Caryn Mazin Schechtman; Perrie M. Weiner,  02 November 2008

The SEC has charged a San Francisco investment adviser, MedCap Management and Research LLC (MMR), and its principal, Charles Toney, Jr., with falsely inflating the price of a thinly-traded portfolio security to enhance fund asset values at the end of a reporting period so that it could avoid reporting a 40 percent loss and stave off a rash of investor redemptions. This practice, which the SEC calls “portfolio pumping,” is alleged by the SEC to violate the antifraud provisions of the Investment Advisers Act of 1940. The charges were filed October 16.

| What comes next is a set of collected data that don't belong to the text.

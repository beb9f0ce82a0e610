#![cfg(not(target_arch = "wasm32"))]

use std::rc::Rc;

use apotheca_web::announcer::{ANNOUNCE_DELAY_MS, LIVE_REGION_ID};
use apotheca_web::enhance;
use apotheca_web::page::memory::{MemoryNode, MemoryPage};
use apotheca_web::page::{Page, ScrollMetrics};

/// A representative server-rendered admin page: header with nav links,
/// sidebar with three items, main region, progress bar, a couple of
/// buttons.
fn admin_page() -> (Rc<MemoryPage>, Vec<MemoryNode>) {
    let page = Rc::new(MemoryPage::new());

    let header = page.insert(&page.body(), "header");
    let nav = page.insert(&header, "nav");
    page.set_attr(&nav, "id", "common-nav");
    page.insert(&nav, "a");
    page.insert(&nav, "a");
    let bar = page.insert(&header, "div");
    page.set_attr(&bar, "id", "scroll-progress");

    let aside = page.insert(&page.body(), "aside");
    let items: Vec<_> = (0..3)
        .map(|i| {
            let item = page.insert(&aside, "div");
            page.set_attr(
                &item,
                "class",
                if i == 0 { "sidebar-item active" } else { "sidebar-item" },
            );
            item
        })
        .collect();

    let main = page.insert(&page.body(), "div");
    page.set_attr(&main, "class", "main-content");
    let save = page.insert(&main, "button");
    page.set_attr(&save, "class", "btn");

    page.set_scroll_state(ScrollMetrics {
        scroll_top: 0.0,
        scroll_height: 2400.0,
        viewport_height: 800.0,
    });
    (page, items)
}

#[test]
fn full_sequence_establishes_every_affordance() {
    let (page, items) = admin_page();
    let announcer = enhance::run(&page);

    // Skip link first in the body, pointing at the promoted landmark
    let skip = page.query(".skip-link").expect("skip link injected");
    assert_eq!(page.children_of(&page.body()).first(), Some(&skip));
    assert!(page.by_id("main-content").is_some());

    // Live region exists and the returned service reaches it
    let region = page.by_id(LIVE_REGION_ID).expect("live region");
    announcer.announce("Dashboard loaded");
    page.advance(u64::from(ANNOUNCE_DELAY_MS));
    assert_eq!(page.text(&region), "Dashboard loaded");

    // Sidebar snapshot: roving tabindex and the server-side active marker
    for item in &items {
        assert_eq!(page.attr(item, "tabindex").as_deref(), Some("0"));
    }
    assert_eq!(page.attr(&items[0], "aria-current").as_deref(), Some("page"));

    // Landmarks and ripple tagging
    let aside = page.query("aside").expect("aside");
    assert_eq!(page.attr(&aside, "role").as_deref(), Some("navigation"));
    let header = page.query("header").expect("header");
    assert_eq!(page.attr(&header, "role").as_deref(), Some("banner"));
    let button = page.query(".btn").expect("button");
    assert_eq!(page.attr(&button, "data-ripple").as_deref(), Some(""));
}

#[test]
fn rerunning_the_sequence_duplicates_nothing() {
    let (page, _items) = admin_page();
    let _first = enhance::run(&page);
    let _second = enhance::run(&page);

    assert_eq!(page.query_all(".skip-link").len(), 1);
    assert_eq!(page.query_all("#aria-live-region").len(), 1);
    assert_eq!(page.query_all("#theme-toggle").len(), 1);
    assert_eq!(page.query_all("#a11y-critical-css").len(), 1);
}

#[test]
fn progress_bar_spans_the_scroll_range() {
    let (page, _items) = admin_page();
    let _announcer = enhance::run(&page);
    let bar = page.by_id("scroll-progress").expect("bar");

    assert_eq!(page.style(&bar, "width").as_deref(), Some("0%"));
    let mut last = 0.0_f64;
    for step in 0..=8 {
        let top = f64::from(step) * 200.0;
        page.scroll_to(top);
        let width = page
            .style(&bar, "width")
            .and_then(|w| w.trim_end_matches('%').parse::<f64>().ok())
            .expect("numeric width");
        assert!(width >= last);
        last = width;
    }
    assert_eq!(page.style(&bar, "width").as_deref(), Some("100%"));
}

#[test]
fn sidebar_keyboard_traversal_wraps_and_activates() {
    let (page, items) = admin_page();
    let _announcer = enhance::run(&page);

    page.focus(&items[0]);
    assert!(page.press_key("ArrowUp"));
    assert_eq!(page.focused(), Some(items[2]));
    assert!(page.press_key("ArrowDown"));
    assert_eq!(page.focused(), Some(items[0]));

    page.press_key("Enter");
    assert_eq!(page.activation_count(&items[0]), 1);
}

#[test]
fn theme_toggle_round_trips_and_announces_each_flip() {
    let (page, _items) = admin_page();
    let _announcer = enhance::run(&page);
    let region = page.by_id(LIVE_REGION_ID).expect("live region");
    let toggle = page.by_id("theme-toggle").expect("toggle");

    assert!(!page.root_has_class("dark"));
    page.activate(&toggle);
    assert!(page.root_has_class("dark"));
    page.advance(u64::from(ANNOUNCE_DELAY_MS));
    assert_eq!(page.text(&region), "Switched to dark mode");

    page.activate(&toggle);
    assert!(!page.root_has_class("dark"));
    page.advance(u64::from(ANNOUNCE_DELAY_MS));
    assert_eq!(page.text(&region), "Switched to light mode");
}

#[test]
fn bare_page_degrades_to_the_essentials() {
    let page = Rc::new(MemoryPage::new());
    let announcer = enhance::run(&page);

    assert!(page.query(".skip-link").is_some());
    assert!(page.by_id(LIVE_REGION_ID).is_some());
    assert!(page.by_id("theme-toggle").is_some());
    assert_eq!(page.by_id("main-content"), None);
    assert_eq!(page.by_id("scroll-progress"), None);
    assert!(!page.press_key("ArrowDown"));

    announcer.announce("still speaking");
    page.advance(u64::from(ANNOUNCE_DELAY_MS));
    let region = page.by_id(LIVE_REGION_ID).expect("live region");
    assert_eq!(page.text(&region), "still speaking");
}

MedCap Partners L.P. (MedCap), a fund managed by Toney and MMR, was plagued by poor performance and investor redemptions in 2006. According to the SEC, facing mounting losses in the third quarter of the year, Toney and MMR allegedly placed numerous buy orders during the last few days of the quarter in a thinly traded over-the-counter security heavily owned by MedCap through another MMR-controlled fund. The SEC alleges that this purchasing activity caused the portfolio security to quadruple and fraudulently increased MedCap’s value for the third quarter of 2006 by $29 million; both the stock price of the underlying security and MedCap’s value subsequently declined back to their previous levels. Continue reading “Article: SEC Focuses on Efforts by Hedge Fund Managers to Conceal Poor Performance”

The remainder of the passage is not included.